September 11th, 2012

I’ve been reading a book called Epiphanies that is about, well, epiphanies people have had.  One epiphany I had while reading it is that collecting stories from other people and making them into a book must be easier in some ways than actually writing a book yourself, and pays just as well if not better (looks like people providing the stories don’t get a cut).  Brilliant!

More seriously, I can recommend the book and got something out of some of the stories, although some of them were too much new age woo and self-deception in my opinion.  Still, it got me thinking about epiphanies I’ve had and thought I’d share some myself and solicit some from you.

When I was about six, I decided that what put humans at the top of the food chain and in control of the Earth was our smarts.  So I decided to prioritize intelligence and education in my own life.  That drove me not to give up on tough problems when I got older because that would be giving up on my intelligence and I couldn’t do that.  Later in life I did realize that intraspecies competition was as important as interspecies competition, and that being good at sports or being tall and handsome paid extra dividends over being merely smart.  I got a lot of scholarship money for college, but I didn’t get anything close to what some student athletes got.  Epiphanies can build on each other.

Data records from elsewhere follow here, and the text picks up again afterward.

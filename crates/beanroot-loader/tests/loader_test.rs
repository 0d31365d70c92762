//! Loading ledgers from disk and from memory.

use std::fs::{self, OpenOptions};
use std::io::Write;
use std::path::{Path, PathBuf};
use std::sync::atomic::{AtomicUsize, Ordering};
use std::sync::Arc;

use beanroot_core::{BookingMethod, Directive};
use beanroot_loader::{
    cache_path, load_from_path, load_from_text, needs_refresh, CacheStatus, DefaultParser,
    LoadError, Loader, SourceParser,
};
use beanroot_parser::ParseResult;
use beanroot_plugin::{Plugin, PluginError, PluginInput, PluginOutput, PluginRegistry};
use tempfile::TempDir;

fn write(dir: &TempDir, name: &str, content: &str) -> PathBuf {
    let path = dir.path().join(name);
    if let Some(parent) = path.parent() {
        fs::create_dir_all(parent).unwrap();
    }
    fs::write(&path, content).unwrap();
    path
}

fn append_newline(path: &Path) {
    let mut file = OpenOptions::new().append(true).open(path).unwrap();
    file.write_all(b"\n").unwrap();
}

fn basenames(include: &[String]) -> Vec<String> {
    include
        .iter()
        .map(|p| Path::new(p).file_name().unwrap().to_string_lossy().into_owned())
        .collect()
}

fn uncached() -> Loader {
    Loader::new().with_cache(false)
}

/// Counts parsed files so cache hits are observable.
#[derive(Clone, Default)]
struct CountingParser(Arc<AtomicUsize>);

impl CountingParser {
    fn count(&self) -> usize {
        self.0.load(Ordering::SeqCst)
    }
}

impl SourceParser for CountingParser {
    fn parse(&self, source: &str, filename: &str) -> ParseResult {
        self.0.fetch_add(1, Ordering::SeqCst);
        DefaultParser.parse(source, filename)
    }
}

#[test]
fn test_load_nonexistent_root() {
    let result = uncached()
        .load(Path::new("/bull/bla/root.beancount"))
        .unwrap();
    assert!(result.directives.is_empty());
    assert_eq!(result.errors.len(), 1);
    assert!(result.errors[0].to_string().contains("does not exist"));
    assert!(result.options.include.is_empty());
}

#[test]
fn test_load_with_missing_include() {
    let dir = TempDir::new().unwrap();
    let root = write(
        &dir,
        "root.beancount",
        "include \"/some/file/that/does/not/exist.beancount\"\n",
    );
    let result = uncached().load(&root).unwrap();
    assert_eq!(result.errors.len(), 1);
    assert!(matches!(result.errors[0], LoadError::FileMissing { .. }));
    assert_eq!(basenames(&result.options.include), ["root.beancount"]);
}

#[test]
fn test_load_with_absolute_and_relative_includes() {
    let dir = TempDir::new().unwrap();
    let patates = write(&dir, "legumes/patates.beancount", "2014-01-04 open Assets:Patates\n");
    let root = write(
        &dir,
        "apples.beancount",
        &format!(
            "include \"fruits/oranges.beancount\"\ninclude \"{}\"\n2014-01-01 open Assets:Apples\n",
            patates.display()
        ),
    );
    write(
        &dir,
        "fruits/oranges.beancount",
        "include \"../legumes/tomates.beancount\"\n2014-01-02 open Assets:Oranges\n",
    );
    write(&dir, "legumes/tomates.beancount", "2014-01-03 open Assets:Tomates\n");

    let result = uncached().load(&root).unwrap();
    assert!(result.errors.is_empty(), "{:?}", result.errors);
    assert_eq!(result.directives.len(), 4);
    assert_eq!(
        basenames(&result.options.include),
        [
            "apples.beancount",
            "oranges.beancount",
            "patates.beancount",
            "tomates.beancount"
        ]
    );
    assert!(result
        .options
        .include
        .iter()
        .all(|p| Path::new(p).is_absolute()));
}

#[test]
fn test_duplicate_include_contributes_once() {
    let dir = TempDir::new().unwrap();
    let root = write(
        &dir,
        "apples.beancount",
        "include \"fruits/oranges.beancount\"\ninclude \"legumes/tomates.beancount\"\n2014-01-01 open Assets:Apples\n",
    );
    write(
        &dir,
        "fruits/oranges.beancount",
        "include \"../legumes/tomates.beancount\"\n2014-01-02 open Assets:Oranges\n",
    );
    write(&dir, "legumes/tomates.beancount", "2014-01-03 open Assets:Tomates\n");

    let result = uncached().load(&root).unwrap();
    assert_eq!(result.directives.len(), 3);
    assert_eq!(result.errors.len(), 1);
    assert!(matches!(
        &result.errors[0],
        LoadError::DuplicateInclude { lineno: 1, .. }
    ));
    assert_eq!(
        basenames(&result.options.include),
        ["apples.beancount", "oranges.beancount", "tomates.beancount"]
    );
}

#[test]
fn test_include_cycle_terminates() {
    let dir = TempDir::new().unwrap();
    let a = write(&dir, "a.beancount", "include \"b.beancount\"\n2014-01-01 open Assets:A\n");
    write(&dir, "b.beancount", "include \"a.beancount\"\n2014-01-01 open Assets:B\n");

    let result = uncached().load(&a).unwrap();
    assert_eq!(result.directives.len(), 2);
    assert_eq!(basenames(&result.options.include), ["a.beancount", "b.beancount"]);
    assert!(result
        .errors
        .iter()
        .any(|e| matches!(e, LoadError::DuplicateInclude { .. })));
}

#[test]
fn test_options_aggregate_across_files() {
    let dir = TempDir::new().unwrap();
    let root = write(
        &dir,
        "apples.beancount",
        "include \"oranges.beancount\"\ninclude \"bananas.beancount\"\noption \"operating_currency\" \"USD\"\n",
    );
    write(
        &dir,
        "oranges.beancount",
        "option \"operating_currency\" \"CAD\"\noption \"booking_method\" \"FIFO\"\n2015-12-12 open Assets:CA:Checking  CAD\n",
    );
    write(
        &dir,
        "bananas.beancount",
        "option \"operating_currency\" \"EUR\"\noption \"booking_method\" \"LIFO\"\n2015-12-13 open Assets:FR:Checking  EUR\n",
    );

    let result = uncached().load(&root).unwrap();
    assert!(result.errors.is_empty(), "{:?}", result.errors);
    assert_eq!(result.options.operating_currency, ["USD", "CAD", "EUR"]);
    assert_eq!(result.options.commodities, ["CAD", "EUR"]);
    assert_eq!(result.options.booking_method, BookingMethod::Fifo);
}

#[test]
fn test_cache_hits_until_a_file_changes() {
    let dir = TempDir::new().unwrap();
    let root = write(
        &dir,
        "apples.beancount",
        "include \"oranges.beancount\"\n2014-01-01 open Assets:Apples\n",
    );
    write(
        &dir,
        "oranges.beancount",
        "include \"bananas.beancount\"\n2014-01-02 open Assets:Oranges\n",
    );
    write(&dir, "bananas.beancount", "2014-01-02 open Assets:Bananas\n");

    let parser = CountingParser::default();
    let loader = Loader::new().with_parser(parser.clone());

    let first = loader.load(&root).unwrap();
    assert_eq!(first.cache, CacheStatus::Miss);
    assert_eq!(first.directives.len(), 3);
    assert_eq!(parser.count(), 3);
    assert!(cache_path(&root.canonicalize().unwrap()).exists());

    let second = loader.load(&root).unwrap();
    assert_eq!(second.cache, CacheStatus::Hit);
    assert_eq!(parser.count(), 3);
    assert_eq!(second.directives, first.directives);
    assert_eq!(second.errors, first.errors);
    assert_eq!(second.options, first.options);

    append_newline(&root);
    assert_eq!(loader.load(&root).unwrap().cache, CacheStatus::Miss);
    assert_eq!(parser.count(), 6);
    assert_eq!(loader.load(&root).unwrap().cache, CacheStatus::Hit);

    append_newline(&dir.path().join("bananas.beancount"));
    assert_eq!(loader.load(&root).unwrap().cache, CacheStatus::Miss);
    assert_eq!(parser.count(), 9);
}

#[test]
fn test_cache_notices_created_include() {
    let dir = TempDir::new().unwrap();
    let root = write(&dir, "root.beancount", "include \"later.beancount\"\n");

    let loader = Loader::new();
    let first = loader.load(&root).unwrap();
    assert_eq!(first.errors.len(), 1);
    assert_eq!(loader.load(&root).unwrap().cache, CacheStatus::Hit);

    write(&dir, "later.beancount", "2014-01-01 open Assets:Cash\n");
    let reloaded = loader.load(&root).unwrap();
    assert_eq!(reloaded.cache, CacheStatus::Miss);
    assert!(reloaded.errors.is_empty());
    assert_eq!(reloaded.directives.len(), 1);
}

#[test]
fn test_moved_root_needs_refresh() {
    let dir = TempDir::new().unwrap();
    let root = write(
        &dir,
        "apples.beancount",
        "include \"oranges.beancount\"\n2014-01-01 open Assets:Apples\n",
    );
    write(&dir, "oranges.beancount", "2014-01-02 open Assets:Oranges\n");

    let result = load_from_path(&root).unwrap();
    assert!(result.errors.is_empty());
    assert!(!needs_refresh(&result.options));

    fs::rename(&root, dir.path().join("bigapples.beancount")).unwrap();
    assert!(needs_refresh(&result.options));

    let reloaded = load_from_path(&root).unwrap();
    assert_ne!(reloaded.cache, CacheStatus::Hit);
    assert!(reloaded.directives.is_empty());
}

#[test]
fn test_created_include_needs_refresh() {
    let dir = TempDir::new().unwrap();
    let root = write(&dir, "root.beancount", "include \"later.beancount\"\n");

    let result = uncached().load(&root).unwrap();
    assert_eq!(result.errors.len(), 1);
    assert_eq!(basenames(&result.options.missing_includes), ["later.beancount"]);
    assert!(!needs_refresh(&result.options));

    write(&dir, "later.beancount", "2014-01-01 open Assets:Cash\n");
    assert!(needs_refresh(&result.options));
}

#[test]
fn test_cache_blob_is_hidden() {
    let dir = TempDir::new().unwrap();
    let root = write(&dir, "main.beancount", "2014-01-01 open Assets:Cash\n");
    Loader::new().load(&root).unwrap();
    assert!(dir.path().join(".main.beancount.cache").exists());
    assert!(!dir.path().join("main.beancount.cache").exists());
}

#[test]
fn test_cache_does_not_change_results() {
    let dir = TempDir::new().unwrap();
    let root = write(
        &dir,
        "main.beancount",
        concat!(
            "option \"title\" \"Household\"\n",
            "plugin \"beancount.plugins.nothing_here\"\n",
            "2014-01-01 open Assets:Cash\n",
            "2014-01-01 open Expenses:Food\n",
            "2014-01-05 * \"Lunch\"\n",
            "  Expenses:Food   12.50 USD\n",
            "  Assets:Cash\n",
            "2014-01-06 balance Assets:Cash  -12.50 USD\n",
        ),
    );
    let plain = uncached().load(&root).unwrap();
    assert_eq!(plain.errors.len(), 1);

    let loader = Loader::new();
    let miss = loader.load(&root).unwrap();
    let hit = loader.load(&root).unwrap();
    assert_eq!(hit.cache, CacheStatus::Hit);
    for cached in [&miss, &hit] {
        assert_eq!(cached.directives, plain.directives);
        assert_eq!(cached.errors, plain.errors);
        assert_eq!(cached.options, plain.options);
    }
}

#[test]
fn test_load_text_encodings() {
    let text = "2015-01-01 open Assets:Something\n2015-05-23 note Assets:Something \"¡¢£¤¥¦§¨©ª«¬®¯°±²³´µ¶·¸¹º»¼\"\n";

    let result = load_from_text(text.as_bytes(), "utf8").unwrap();
    assert!(result.errors.is_empty(), "{:?}", result.errors);
    assert_eq!(result.cache, CacheStatus::Disabled);

    let latin1: Vec<u8> = text.chars().map(|c| c as u8).collect();
    let decoded = load_from_text(&latin1, "latin1").unwrap();
    assert!(decoded.errors.is_empty(), "{:?}", decoded.errors);
    assert_eq!(decoded.directives, result.directives);
}

#[test]
fn test_load_text_plugins() {
    let deprecated = load_from_text(b"plugin \"beancount.ops.auto_accounts\"\n", "utf-8").unwrap();
    assert!(deprecated.errors.is_empty(), "{:?}", deprecated.errors);

    let invalid = load_from_text(b"plugin \"invalid.module.name\"\n", "utf-8").unwrap();
    assert_eq!(invalid.errors.len(), 1);
    assert!(matches!(invalid.errors[0], LoadError::PluginLoad { .. }));
}

#[test]
fn test_booking_error_reaches_caller() {
    let text = concat!(
        "2014-01-01 open Assets:Broker\n",
        "2014-01-02 * \"Buy\"\n",
        "  Assets:Broker    10 GOOG {45 USD}\n",
        "  Assets:Cash    -450 USD\n",
        "2014-01-03 * \"Sell\"\n",
        "  Assets:Broker    -4 GOOG\n",
        "  Assets:Cash     180 USD\n",
    );
    let strict = load_from_text(text.as_bytes(), "utf-8").unwrap();
    assert!(
        matches!(
            strict.errors.first(),
            Some(LoadError::Plugin(PluginError::Booking(_)))
        ),
        "{:?}",
        strict.errors
    );

    let fifo = format!("option \"booking_method\" \"FIFO\"\n{text}");
    let fifo = load_from_text(fifo.as_bytes(), "utf-8").unwrap();
    assert!(fifo.errors.is_empty(), "{:?}", fifo.errors);
}

#[test]
fn test_out_of_range_amounts_are_reported() {
    let text = concat!(
        "2014-01-01 open Assets:A\n",
        "2014-01-01 open Equity:Opening\n",
        "2014-01-02 * \"Fill\"\n",
        "  Assets:A    79228162514264337593543950335 USD\n",
        "  Equity:Opening\n",
        "2014-01-03 * \"Fill again\"\n",
        "  Assets:A    79228162514264337593543950335 USD\n",
        "  Equity:Opening\n",
    );
    let result = load_from_text(text.as_bytes(), "utf-8").unwrap();
    assert!(
        result.errors.iter().any(|e| matches!(e, LoadError::Plugin(PluginError::Booking(_)))
            && e.to_string().contains("overflows")),
        "{:?}",
        result.errors
    );
    assert_eq!(result.directives.len(), 4);
}

#[test]
fn test_tiny_units_with_huge_total_price() {
    let text = concat!(
        "2014-01-01 open Assets:Stock\n",
        "2014-01-01 open Assets:Cash\n",
        "2014-01-02 * \"Odd fill\"\n",
        "  Assets:Stock    0.0000000000000000000000000001 GOOG @@ 79228162514264337593543950335 USD\n",
        "  Assets:Cash\n",
    );
    let result = load_from_text(text.as_bytes(), "utf-8").unwrap();
    assert!(result.errors.is_empty(), "{:?}", result.errors);
    assert_eq!(result.directives.len(), 3);
}

#[test]
fn test_unknown_open_booking_method_is_reported() {
    let text = concat!(
        "2014-01-01 open Assets:Broker \"SOMETIMES\"\n",
        "2014-01-01 open Assets:Cash\n",
        "2014-01-02 * \"Buy\"\n",
        "  Assets:Broker    10 GOOG {45 USD}\n",
        "  Assets:Cash    -450 USD\n",
    );
    let result = load_from_text(text.as_bytes(), "utf-8").unwrap();
    assert_eq!(result.errors.len(), 1, "{:?}", result.errors);
    assert!(result.errors[0].to_string().contains("SOMETIMES"));
}

struct Explodes;

impl Plugin for Explodes {
    fn name(&self) -> &'static str {
        "explodes"
    }

    fn process(&self, _input: PluginInput<'_>) -> anyhow::Result<PluginOutput> {
        anyhow::bail!("boom")
    }
}

#[test]
fn test_plugin_failure_aborts_load() {
    let mut registry = PluginRegistry::builtin();
    registry.register(Explodes);
    let failure = uncached()
        .with_registry(registry)
        .load_text(b"plugin \"explodes\"\n2014-01-01 open Assets:Cash\n", "utf-8")
        .unwrap_err();
    assert_eq!(failure.plugin, "explodes");
}

#[test]
fn test_loaded_directives_are_sorted() {
    let result = load_from_text(
        b"2014-02-01 open Assets:B\n2014-01-01 open Assets:A\n",
        "utf-8",
    )
    .unwrap();
    let dates: Vec<_> = result.directives.iter().map(Directive::date).collect();
    let mut sorted = dates.clone();
    sorted.sort();
    assert_eq!(dates, sorted);
}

I had another epiphany early in my writing career I should have had even earlier.  I knew more science than the vast majority of other new writers, and that was a strength I should play on.  Play to your strengths.  Duh.  Me so smart to figure that one out late…

I somehow once thought that graduate school in science was like medical school or law school and that you had to take out big loans to go, but didn’t have the high salary job waiting at the other end.  It wasn’t until my senior year of college I figured out that there were teaching assistantships to go and that tuition wasn’t outrageous.  Forgive my ignorance — we didn’t have the world wide web in those days.

I believe I’ve told this story before in an old blog post, but I had an epiphany that I could be an astronomer the night one of my professors was out helping us with a cranky, broken telescope, and started cussing up a storm when he dropped his screwdriver down the counterweight tube.  Astronomy professors suddenly became human to me, and someone I could envision becoming.  I had a similar experience when a Big Name science fiction writer fell down drunk at my feet at a convention party and I helped him up.  Heh, I can do what he does!

When I’d go to astronomy conferences other astronomers were usually more interested in my science fiction than my science (I was just another astronomer otherwise), and at science fiction conventions folks were usually more interested that I was a scientist (I was just another writer otherwise).  My Launchpad workshop emerged from an epiphany that I should try to find ways of combining my science and science fiction in specialized niches where few could match my background.

I’ve had a lot of little epiphanies about writing, doing science, women, running, science deniers, and more, but just wanted to provide a few about science and science fiction that felt big to me at the time and still do in hindsight.  I look forward to having more sudden insights in the future and expect there are an infinite number of them possible to experience.

I’d love to hear any epiphanies anyone reading might have to share.